El ensayo: la felicidad de la literatura, según Aira
Fogwill insistía en que podría hacerse un libro entero con los pasajes de las novelas de César Aira con alusiones a cuestiones estéticas. No hace falta decirlo, ese libro improbable (¿quién se va a ocupar de hacerlo?) estaría destinado a ser un ensayo. Aira escribió algunos ensayos tout court, y los mejores son el que dedicó a la poeta Alejandra Pizarnik y especialmente Sobre el arte contemporáneo. En cambio, Evasión y otros ensayos (Random House) es otra cosa, aunque más no sea porque Aira esta vez reivindica sin rodeos el género. Están Stevenson, Dalí y, siempre, el propio Aira.

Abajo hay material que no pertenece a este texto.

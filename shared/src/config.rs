//! Configuration management for Lambda functions.

use std::env;

use crate::{Error, Result};

const DEFAULT_NOTION_VERSION: &str = "2022-06-28";
const DEFAULT_NOTION_API_BASE: &str = "https://api.notion.com/v1";
const DEFAULT_PROJECT_STATUS: &str = "On The Bench";

/// A configuration value an operation may depend on.
#[derive(Debug, Clone, Copy, PartialEq, Eq)]
pub enum Setting {
    Token,
    Projects,
    Milestones,
    Parts,
    Workflows,
    Inbox,
}

impl Setting {
    /// Environment variable backing this setting.
    pub fn env_var(self) -> &'static str {
        match self {
            Setting::Token => "NOTION_TOKEN",
            Setting::Projects => "NOTION_DATABASE_ID",
            Setting::Milestones => "NOTION_MILESTONES_DATABASE_ID",
            Setting::Parts => "NOTION_PARTS_DATABASE_ID",
            Setting::Workflows => "NOTION_WORKFLOWS_DATABASE_ID",
            Setting::Inbox => "NOTION_INBOX_DATABASE_ID",
        }
    }
}

/// Application configuration loaded from environment variables.
///
/// Nothing here is mandatory at cold start. Each operation declares the
/// settings it needs and [`Config::require`] reports the gaps.
#[derive(Debug, Clone, Default)]
pub struct Config {
    /// Notion integration token
    pub notion_token: Option<String>,
    /// ARN of a secret holding the integration token
    pub notion_token_secret_arn: Option<String>,
    /// Value of the `Notion-Version` header
    pub notion_version: String,
    /// Base URL of the Notion REST API
    pub notion_api_base: String,
    /// Projects (work orders) database
    pub projects_database_id: Option<String>,
    /// Milestones database
    pub milestones_database_id: Option<String>,
    /// Parts database
    pub parts_database_id: Option<String>,
    /// Workflow templates database
    pub workflows_database_id: Option<String>,
    /// Inbox notes database
    pub inbox_database_id: Option<String>,
    /// Status used by the listing when the caller gives none
    pub default_project_status: String,
}

impl Config {
    /// Load configuration from environment variables.
    pub fn from_env() -> Self {
        Self::from_lookup(|key| env::var(key).ok())
    }

    /// Load configuration through an arbitrary variable lookup.
    pub fn from_lookup(lookup: impl Fn(&str) -> Option<String>) -> Self {
        let var = |key: &str| lookup(key).map(|v| v.trim().to_string()).filter(|v| !v.is_empty());

        Self {
            notion_token: var(Setting::Token.env_var()),
            notion_token_secret_arn: var("NOTION_TOKEN_SECRET_ARN"),
            notion_version: var("NOTION_VERSION")
                .unwrap_or_else(|| DEFAULT_NOTION_VERSION.to_string()),
            notion_api_base: var("NOTION_API_BASE")
                .unwrap_or_else(|| DEFAULT_NOTION_API_BASE.to_string()),
            projects_database_id: var(Setting::Projects.env_var()),
            milestones_database_id: var(Setting::Milestones.env_var()),
            parts_database_id: var(Setting::Parts.env_var()),
            workflows_database_id: var(Setting::Workflows.env_var()),
            inbox_database_id: var(Setting::Inbox.env_var()),
            default_project_status: var("DEFAULT_PROJECT_STATUS")
                .unwrap_or_else(|| DEFAULT_PROJECT_STATUS.to_string()),
        }
    }

    fn value(&self, setting: Setting) -> Option<&str> {
        match setting {
            Setting::Token => self.notion_token.as_deref(),
            Setting::Projects => self.projects_database_id.as_deref(),
            Setting::Milestones => self.milestones_database_id.as_deref(),
            Setting::Parts => self.parts_database_id.as_deref(),
            Setting::Workflows => self.workflows_database_id.as_deref(),
            Setting::Inbox => self.inbox_database_id.as_deref(),
        }
    }

    /// Check that every listed setting is present, naming all that are not.
    pub fn require(&self, settings: &[Setting]) -> Result<()> {
        let missing: Vec<String> = settings
            .iter()
            .filter(|s| self.value(**s).is_none())
            .map(|s| s.env_var().to_string())
            .collect();

        if missing.is_empty() {
            Ok(())
        } else {
            Err(Error::Config { missing })
        }
    }

    /// Database id for a setting, or a configuration error.
    pub fn database(&self, setting: Setting) -> Result<&str> {
        self.value(setting).ok_or_else(|| Error::Config {
            missing: vec![setting.env_var().to_string()],
        })
    }

    /// Database id for a setting that may legitimately be absent.
    pub fn optional_database(&self, setting: Setting) -> Option<&str> {
        self.value(setting)
    }
}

No hay género más personal que el ensayo. Ni más personal, ni más libre, ni más felizmente conservador. Desde que apareció (¿cuándo?) el ensayo no tuvo reglas, y eso no cambió. Se escriben ensayos para saber qué es un ensayo. La novela es hija de la época: por eso envejece. El ensayo, del capricho: por eso es siempre igual y siempre distinto. En el último escrito "El ensayo y su tema" (alusión a "El ensayo como forma", del filósofo Adorno), Aira lo dice sin vueltas: "Es el género más feliz".